Some would say that we have little choice, what with the continuing debate regarding an agreement with the International Monetary Fund and given the state that we find ourselves in - almost all the money we earn is constitutionally bound to be repaid before any other payment is made.
You gentlemen at The Gleaner are suggesting a scenario that treads on dangerous territory. Granted, we will be free of the billions of albatross-sized dollars that we owe. How do you think a corporation or consortium of buyers would propose to quickly reverse that trend? Up the rates - and damn any inefficiencies - leaking water mains that cause the company millions in repairs and impact their bottomline would be ignored unless absolutely necessary.
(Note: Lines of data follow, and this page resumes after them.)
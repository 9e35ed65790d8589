//! Branch and head management.
//!
//! Branches are named pointers into the commit graph. Exactly one entry
//! is the current branch; the head commit is always whatever the current
//! branch points at. The table never holds an id the graph doesn't know.

use std::collections::BTreeMap;

use serde::{Deserialize, Serialize};

use crate::storage::error::{StorageError, StorageResult};
use crate::storage::types::{BranchName, CommitId};

#[derive(Debug, Clone, PartialEq, Serialize, Deserialize)]
pub struct BranchTable {
    branches: BTreeMap<BranchName, CommitId>,
    current: BranchName,
}

impl BranchTable {
    /// create the table with `master` pointing at the root commit
    pub fn new(root: CommitId) -> Self {
        let mut branches = BTreeMap::new();
        branches.insert(BranchName::master(), root);
        Self {
            branches,
            current: BranchName::master(),
        }
    }

    /// the current branch's name
    pub fn current(&self) -> &BranchName {
        &self.current
    }

    /// the head commit: the current branch's referent
    pub fn head(&self) -> &CommitId {
        &self.branches[&self.current]
    }

    pub fn exists(&self, name: &BranchName) -> bool {
        self.branches.contains_key(name)
    }

    pub fn get(&self, name: &BranchName) -> Option<&CommitId> {
        self.branches.get(name)
    }

    /// resolve a branch name to its commit id
    pub fn resolve(&self, name: &BranchName) -> StorageResult<&CommitId> {
        self.branches
            .get(name)
            .ok_or_else(|| StorageError::UnknownBranch(name.to_string()))
    }

    /// create a new branch pointing at `target` (no switch)
    pub fn create(&mut self, name: BranchName, target: CommitId) -> StorageResult<()> {
        if self.exists(&name) {
            return Err(StorageError::BranchExists(name.to_string()));
        }
        self.branches.insert(name, target);
        Ok(())
    }

    /// delete a branch; the current branch is never deletable
    pub fn delete(&mut self, name: &BranchName) -> StorageResult<()> {
        if !self.exists(name) {
            return Err(StorageError::UnknownBranch(name.to_string()));
        }
        if *name == self.current {
            return Err(StorageError::CannotRemoveCurrentBranch(name.to_string()));
        }
        self.branches.remove(name);
        Ok(())
    }

    /// move the current branch's pointer to a new commit
    pub fn retarget_current(&mut self, target: CommitId) {
        self.branches.insert(self.current.clone(), target);
    }

    /// make `name` the current branch; the caller validates existence
    pub fn switch_to(&mut self, name: BranchName) -> StorageResult<()> {
        if !self.exists(&name) {
            return Err(StorageError::NoSuchBranch(name.to_string()));
        }
        self.current = name;
        Ok(())
    }

    /// all branch names in lexicographic order
    pub fn names(&self) -> impl Iterator<Item = &BranchName> {
        self.branches.keys()
    }

    /// all (name, target) pairs in lexicographic order
    pub fn iter(&self) -> impl Iterator<Item = (&BranchName, &CommitId)> {
        self.branches.iter()
    }

    pub fn len(&self) -> usize {
        self.branches.len()
    }

    pub fn is_empty(&self) -> bool {
        self.branches.is_empty()
    }
}

#[cfg(test)]
mod tests {
    use super::*;

    fn table() -> BranchTable {
        BranchTable::new(CommitId::new("root-id"))
    }

    #[test]
    fn test_new_table_points_master_at_root() {
        let table = table();
        assert_eq!(table.current().as_str(), "master");
        assert_eq!(table.head().as_str(), "root-id");
    }

    #[test]
    fn test_branch_lifecycle() {
        let mut table = table();
        let feature = BranchName::new("feature").unwrap();

        table.create(feature.clone(), CommitId::new("root-id")).unwrap();
        assert!(table.exists(&feature));
        assert_eq!(table.resolve(&feature).unwrap().as_str(), "root-id");

        table.delete(&feature).unwrap();
        assert!(!table.exists(&feature));
    }

    #[test]
    fn test_duplicate_branch_rejected() {
        let mut table = table();
        let feature = BranchName::new("feature").unwrap();
        table.create(feature.clone(), CommitId::new("root-id")).unwrap();

        let result = table.create(feature, CommitId::new("root-id"));
        assert!(matches!(result, Err(StorageError::BranchExists(_))));
    }

    #[test]
    fn test_current_branch_not_deletable() {
        let mut table = table();
        let result = table.delete(&BranchName::master());
        assert!(matches!(
            result,
            Err(StorageError::CannotRemoveCurrentBranch(_))
        ));
    }

    #[test]
    fn test_retarget_and_switch() {
        let mut table = table();
        let dev = BranchName::new("dev").unwrap();
        table.create(dev.clone(), CommitId::new("root-id")).unwrap();

        table.retarget_current(CommitId::new("new-tip"));
        assert_eq!(table.head().as_str(), "new-tip");

        table.switch_to(dev).unwrap();
        assert_eq!(table.head().as_str(), "root-id");

        let missing = BranchName::new("missing").unwrap();
        assert!(matches!(
            table.switch_to(missing),
            Err(StorageError::NoSuchBranch(_))
        ));
    }

    #[test]
    fn test_names_are_sorted() {
        let mut table = table();
        table
            .create(BranchName::new("zeta").unwrap(), CommitId::new("root-id"))
            .unwrap();
        table
            .create(BranchName::new("alpha").unwrap(), CommitId::new("root-id"))
            .unwrap();

        let names: Vec<_> = table.names().map(BranchName::as_str).collect();
        assert_eq!(names, vec!["alpha", "master", "zeta"]);
    }
}
//! Core repository controller.
//!
//! This is the central component of the storage layer. It composes the
//! content store, staging area, commit graph, and branch table into the
//! user-facing operations, enforcing every business rule along the way.
//! Operations return typed results and never print; rendering is the
//! CLI's problem.

use std::collections::BTreeSet;
use std::fmt;

use chrono::{DateTime, Utc};
use serde::{Deserialize, Serialize};
use tracing::{debug, info};

use crate::storage::blob::BlobStore;
use crate::storage::commit::{Commit, CommitGraph, Snapshot};
use crate::storage::error::{StorageError, StorageResult};
use crate::storage::refs::BranchTable;
use crate::storage::stage::{StageOutcome, StagingArea};
use crate::storage::types::{BlobId, BranchName, CommitId};
use crate::storage::workdir::WorkDir;

/// the serializable part of a repository: everything the persistence
/// boundary round-trips between invocations
#[derive(Debug, Clone, PartialEq, Serialize, Deserialize)]
pub struct RepoState {
    pub graph: CommitGraph,
    pub branches: BranchTable,
    pub stage: StagingArea,
}

impl RepoState {
    /// fresh state: root commit, `master`, empty staging area
    pub fn new() -> Self {
        Self::new_at(Utc::now())
    }

    /// fresh state with a pinned root timestamp (tests)
    pub fn new_at(timestamp: DateTime<Utc>) -> Self {
        let graph = CommitGraph::new_at(timestamp);
        let root = graph.root().clone();
        Self {
            graph,
            branches: BranchTable::new(root),
            stage: StagingArea::new(),
        }
    }
}

impl Default for RepoState {
    fn default() -> Self {
        Self::new()
    }
}

/// how a merge ended
#[derive(Debug, Clone, PartialEq)]
pub enum MergeOutcome {
    /// a merge commit was created
    Merged(CommitId),
    /// the current branch pointer moved forward; no commit created
    FastForwarded(CommitId),
    /// conflict markers written and staged; no commit created
    Conflicts(Vec<String>),
}

/// snapshot of the repository for status rendering
#[derive(Debug, Clone, PartialEq)]
pub struct StatusReport {
    pub current_branch: String,
    pub branches: Vec<String>,
    pub staged: Vec<String>,
    pub removed: Vec<String>,
}

impl fmt::Display for StatusReport {
    fn fmt(&self, f: &mut fmt::Formatter<'_>) -> fmt::Result {
        writeln!(f, "=== Branches ===")?;
        for name in &self.branches {
            if *name == self.current_branch {
                writeln!(f, "*{}", name)?;
            } else {
                writeln!(f, "{}", name)?;
            }
        }
        writeln!(f, "\n=== Staged Files ===")?;
        for path in &self.staged {
            writeln!(f, "{}", path)?;
        }
        writeln!(f, "\n=== Removed Files ===")?;
        for path in &self.removed {
            writeln!(f, "{}", path)?;
        }
        // the last two sections are tracked but always rendered empty
        writeln!(f, "\n=== Modifications Not Staged For Commit ===")?;
        write!(f, "\n=== Untracked Files ===")
    }
}

/// the repository controller
///
/// owns the in-memory state plus handles on the content store and the
/// working directory. One instance per invocation; the workspace layer
/// constructs it from persisted state and saves it back afterwards.
pub struct Repository {
    state: RepoState,
    store: BlobStore,
    workdir: WorkDir,
}
//! Predicate AST for the query DSL.
//!
//! The same expression tree feeds two consumers: the SQL compiler of the
//! transactional backend and the in-process evaluator used by the
//! object-store backend and handler utilities. Both implement identical
//! semantics: missing keys resolve to null, null/non-list values fail
//! existential predicates, and ordering comparisons on mixed types are
//! false.
//!
//! Null and boolean equality are unrepresentable by construction: `eq`/`ne`
//! accept only non-null scalars, so `is_null`/`is_not_null`/`is_true`/
//! `is_false` are the only spellings.

use std::ops::{BitAnd, BitOr, Not};

use serde::{Deserialize, Serialize};
use serde_json::Value;

use crate::JsonMap;

#[derive(Debug, Clone, Copy, PartialEq, Eq, Serialize, Deserialize)]
#[serde(rename_all = "snake_case")]
pub enum CompareOp {
    Eq,
    Ne,
    Gt,
    Ge,
    Lt,
    Le,
    Like,
    In,
    IsNull,
    IsNotNull,
}

/// Which row a field path addresses: the queried row itself, or the
/// left/right endpoint entity of a relation.
#[derive(Debug, Clone, Copy, PartialEq, Eq, Serialize, Deserialize)]
#[serde(rename_all = "snake_case")]
pub enum FieldScope {
    Row,
    Left,
    Right,
}

#[derive(Debug, Clone, PartialEq, Serialize, Deserialize)]
pub struct Comparison {
    pub scope: FieldScope,
    /// Dotted path below the payload root, e.g. `"profile.city"`.
    pub path: String,
    pub op: CompareOp,
    pub value: Value,
}

/// Existential predicate over a list-of-typed-dict field: true when any
/// list element matches `item_path OP value`.
#[derive(Debug, Clone, PartialEq, Serialize, Deserialize)]
pub struct ExistsComparison {
    pub scope: FieldScope,
    pub list_path: String,
    pub item_path: String,
    pub op: CompareOp,
    pub value: Value,
}

#[derive(Debug, Clone, PartialEq, Serialize, Deserialize)]
pub enum FilterExpr {
    Compare(Comparison),
    Exists(ExistsComparison),
    And(Vec<FilterExpr>),
    Or(Vec<FilterExpr>),
    Not(Box<FilterExpr>),
}

impl FilterExpr {
    pub fn and(self, other: FilterExpr) -> FilterExpr {
        FilterExpr::And(vec![self, other])
    }

    pub fn or(self, other: FilterExpr) -> FilterExpr {
        FilterExpr::Or(vec![self, other])
    }
}

impl BitAnd for FilterExpr {
    type Output = FilterExpr;
    fn bitand(self, rhs: FilterExpr) -> FilterExpr {
        self.and(rhs)
    }
}

impl BitOr for FilterExpr {
    type Output = FilterExpr;
    fn bitor(self, rhs: FilterExpr) -> FilterExpr {
        self.or(rhs)
    }
}

impl Not for FilterExpr {
    type Output = FilterExpr;
    fn not(self) -> FilterExpr {
        FilterExpr::Not(Box::new(self))
    }
}

/// A non-null scalar comparison operand. The absence of `From<bool>` and a
/// null constructor is deliberate.
#[derive(Debug, Clone, PartialEq)]
pub struct ScalarValue(pub(crate) Value);

impl ScalarValue {
    pub fn into_value(self) -> Value {
        self.0
    }
}

impl From<i64> for ScalarValue {
    fn from(v: i64) -> Self {
        ScalarValue(Value::from(v))
    }
}

impl From<i32> for ScalarValue {
    fn from(v: i32) -> Self {
        ScalarValue(Value::from(v))
    }
}

impl From<u64> for ScalarValue {
    fn from(v: u64) -> Self {
        ScalarValue(Value::from(v))
    }
}

impl From<f64> for ScalarValue {
    fn from(v: f64) -> Self {
        ScalarValue(Value::from(v))
    }
}

impl From<&str> for ScalarValue {
    fn from(v: &str) -> Self {
        ScalarValue(Value::from(v))
    }
}

impl From<String> for ScalarValue {
    fn from(v: String) -> Self {
        ScalarValue(Value::from(v))
    }
}

fn validate_segment(segment: &str) {
    let mut chars = segment.chars();
    let valid = match chars.next() {
        Some(c) if c.is_ascii_alphabetic() || c == '_' => {
            chars.all(|c| c.is_ascii_alphanumeric() || c == '_')
        }
        _ => false,
    };
    assert!(
        valid,
        "invalid path segment '{segment}': must match [A-Za-z_][A-Za-z0-9_]*"
    );
}

fn validate_path(path: &str) {
    assert!(!path.is_empty(), "path must not be empty");
    for segment in path.split('.') {
        validate_segment(segment);
    }
}

/// Reference to a field on the queried row.
///
/// # Panics
///
/// Construction panics when a path segment violates the grammar
/// `[A-Za-z_][A-Za-z0-9_]*`.
#[derive(Debug, Clone)]
pub struct FieldRef {
    scope: FieldScope,
    path: String,
}

/// Row-scoped field reference.
pub fn field(name: &str) -> FieldRef {
    validate_path(name);
    FieldRef {
        scope: FieldScope::Row,
        path: name.to_string(),
    }
}

/// Left-endpoint field reference for relation queries.
pub fn left(name: &str) -> EndpointField {
    validate_path(name);
    EndpointField(FieldRef {
        scope: FieldScope::Left,
        path: name.to_string(),
    })
}

/// Right-endpoint field reference for relation queries.
pub fn right(name: &str) -> EndpointField {
    validate_path(name);
    EndpointField(FieldRef {
        scope: FieldScope::Right,
        path: name.to_string(),
    })
}

impl FieldRef {
    /// Navigate into a nested typed-dict field via dotted sub-path.
    pub fn path(mut self, sub_path: &str) -> FieldRef {
        validate_path(sub_path);
        self.path = format!("{}.{}", self.path, sub_path);
        self
    }

    /// Navigate into a nested typed-dict field via single segment.
    pub fn child(self, segment: &str) -> FieldRef {
        validate_segment(segment);
        self.path(segment)
    }

    /// Existential predicate proxy over a list-of-typed-dict field.
    pub fn any_path(self, item_path: &str) -> AnyPathRef {
        validate_path(item_path);
        AnyPathRef {
            scope: self.scope,
            list_path: self.path,
            item_path: item_path.to_string(),
        }
    }

    fn cmp(self, op: CompareOp, value: Value) -> FilterExpr {
        FilterExpr::Compare(Comparison {
            scope: self.scope,
            path: self.path,
            op,
            value,
        })
    }

    pub fn eq(self, value: impl Into<ScalarValue>) -> FilterExpr {
        self.cmp(CompareOp::Eq, value.into().0)
    }

    pub fn ne(self, value: impl Into<ScalarValue>) -> FilterExpr {
        self.cmp(CompareOp::Ne, value.into().0)
    }

    pub fn gt(self, value: impl Into<ScalarValue>) -> FilterExpr {
        self.cmp(CompareOp::Gt, value.into().0)
    }

    pub fn ge(self, value: impl Into<ScalarValue>) -> FilterExpr {
        self.cmp(CompareOp::Ge, value.into().0)
    }

    pub fn lt(self, value: impl Into<ScalarValue>) -> FilterExpr {
        self.cmp(CompareOp::Lt, value.into().0)
    }

    pub fn le(self, value: impl Into<ScalarValue>) -> FilterExpr {
        self.cmp(CompareOp::Le, value.into().0)
    }

    pub fn starts_with(self, prefix: &str) -> FilterExpr {
        self.cmp(CompareOp::Like, Value::from(format!("{prefix}%")))
    }

    pub fn ends_with(self, suffix: &str) -> FilterExpr {
        self.cmp(CompareOp::Like, Value::from(format!("%{suffix}")))
    }

    pub fn contains(self, substring: &str) -> FilterExpr {
        self.cmp(CompareOp::Like, Value::from(format!("%{substring}%")))
    }

    pub fn is_in<V: Into<ScalarValue>>(self, values: Vec<V>) -> FilterExpr {
        let values: Vec<Value> = values.into_iter().map(|v| v.into().0).collect();
        self.cmp(CompareOp::In, Value::Array(values))
    }

    pub fn is_null(self) -> FilterExpr {
        self.cmp(CompareOp::IsNull, Value::Null)
    }

    pub fn is_not_null(self) -> FilterExpr {
        self.cmp(CompareOp::IsNotNull, Value::Null)
    }

    pub fn is_true(self) -> FilterExpr {
        self.cmp(CompareOp::Eq, Value::Bool(true))
    }

    pub fn is_false(self) -> FilterExpr {
        self.cmp(CompareOp::Eq, Value::Bool(false))
    }

    pub fn field_path(&self) -> &str {
        &self.path
    }

    pub fn scope(&self) -> FieldScope {
        self.scope
    }
}

/// Endpoint-scoped field reference. Exposes the comparison surface of
/// [`FieldRef`] but not `any_path`: existential predicates on endpoint
/// proxies are unsupported and therefore unrepresentable.
#[derive(Debug, Clone)]
pub struct EndpointField(FieldRef);

impl EndpointField {
    pub fn path(self, sub_path: &str) -> EndpointField {
        EndpointField(self.0.path(sub_path))
    }

    pub fn eq(self, value: impl Into<ScalarValue>) -> FilterExpr {
        self.0.eq(value)
    }

    pub fn ne(self, value: impl Into<ScalarValue>) -> FilterExpr {
        self.0.ne(value)
    }

    pub fn gt(self, value: impl Into<ScalarValue>) -> FilterExpr {
        self.0.gt(value)
    }

    pub fn ge(self, value: impl Into<ScalarValue>) -> FilterExpr {
        self.0.ge(value)
    }

    pub fn lt(self, value: impl Into<ScalarValue>) -> FilterExpr {
        self.0.lt(value)
    }

    pub fn le(self, value: impl Into<ScalarValue>) -> FilterExpr {
        self.0.le(value)
    }

    pub fn starts_with(self, prefix: &str) -> FilterExpr {
        self.0.starts_with(prefix)
    }

    pub fn ends_with(self, suffix: &str) -> FilterExpr {
        self.0.ends_with(suffix)
    }

    pub fn contains(self, substring: &str) -> FilterExpr {
        self.0.contains(substring)
    }

    pub fn is_in<V: Into<ScalarValue>>(self, values: Vec<V>) -> FilterExpr {
        self.0.is_in(values)
    }

    pub fn is_null(self) -> FilterExpr {
        self.0.is_null()
    }

    pub fn is_not_null(self) -> FilterExpr {
        self.0.is_not_null()
    }

    pub fn is_true(self) -> FilterExpr {
        self.0.is_true()
    }

    pub fn is_false(self) -> FilterExpr {
        self.0.is_false()
    }
}
#[derive(Default)]
struct Staging {
    tx_active: bool,
    next_commit_id: Option<i64>,
    order: Vec<i64>,
    commits: BTreeMap<i64, StagedCommit>,
    schema_registry: BTreeMap<(String, String), Value>,
    schema_versions: BTreeMap<(String, String), Vec<SchemaVersionRecord>>,
    layout_activations: BTreeMap<(String, String), (i64, i64)>,
}

#[derive(Debug, Clone, Default, Serialize, Deserialize)]
struct TypesCatalog {
    entities: Vec<String>,
    relations: Vec<String>,
}

#[derive(Debug, Clone, Default, Serialize, Deserialize)]
struct LayoutCatalog {
    layouts: Vec<LayoutRow>,
}

#[derive(Debug, Clone, Serialize, Deserialize)]
struct LayoutRow {
    type_kind: String,
    type_name: String,
    schema_version_id: i64,
    activation_commit_id: i64,
    is_current: bool,
}

#[derive(Debug, Clone, Default, Serialize, Deserialize)]
struct VersionsDoc {
    versions: Vec<SchemaVersionRecord>,
}

/// Summary of one index maintenance pass.
#[derive(Debug, Clone, Serialize, Deserialize)]
pub struct IndexReport {
    pub types_checked: usize,
    pub types_lagging: Vec<String>,
    pub repaired: bool,
}

/// Summary of a compaction plan or run.
#[derive(Debug, Clone, Serialize, Deserialize)]
pub struct CompactionReport {
    pub planned: Vec<CompactionEntry>,
    pub applied: bool,
}

#[derive(Debug, Clone, Serialize, Deserialize)]
pub struct CompactionEntry {
    pub kind: String,
    pub type_name: String,
    pub merged_files: usize,
    pub min_commit_id: i64,
    pub max_commit_id: i64,
    pub snapshot_path: String,
}

/// Keep-alive thread renewing the write lease at ttl/3 while a long
/// write-side operation runs.
pub(crate) struct LeaseKeepAlive {
    stop: Arc<AtomicBool>,
    handle: Option<std::thread::JoinHandle<()>>,
}

impl LeaseKeepAlive {
    pub(crate) fn start(
        mut renew: Box<dyn FnMut() -> bool + Send>,
        interval: Duration,
    ) -> LeaseKeepAlive {
        let stop = Arc::new(AtomicBool::new(false));
        let stop_clone = Arc::clone(&stop);
        let handle = std::thread::spawn(move || {
            while !stop_clone.load(Ordering::Relaxed) {
                std::thread::sleep(interval);
                if stop_clone.load(Ordering::Relaxed) {
                    break;
                }
                if !renew() {
                    return;
                }
            }
        });
        LeaseKeepAlive {
            stop,
            handle: Some(handle),
        }
    }
}

impl Drop for LeaseKeepAlive {
    fn drop(&mut self) {
        self.stop.store(true, Ordering::Relaxed);
        if let Some(handle) = self.handle.take() {
            let _ = handle.join();
        }
    }
}

pub struct ObjectRepository {
    store: Box<dyn ObjectStore>,
    config: TrellisConfig,
    runtime_id: String,
    uri: String,
    state: RefCell<LockState>,
    staging: RefCell<Staging>,
    diagnostics: RefCell<Option<QueryDiagnostics>>,
    index_warning: RefCell<Option<String>>,
}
Any improvements would be cosmetic and designed to more easily separate consumers from the little money they earn after the taxes have been removed from it.
Public companies were essentially designed to run as NPOs (non-profit organisations), and any windfall would be put in a fund for any emergency-type scenarios - earthquakes and such. It is the waste and corruption that allow the bottomline of the NWC to look as it does. Tighter regulation, along with a modest increase in rates and a sliding scale increase during drought times, would give the NWC the shot in the arm it would need to grow out of its economic malaise.
Why is that seen as a tougher alternative than the one where we become more indebted - subjugated to the international banking technocrats and reduced to a situation in which we have no alternative but to succumb to the cost of business just to survive. Not many could survive in such conditions.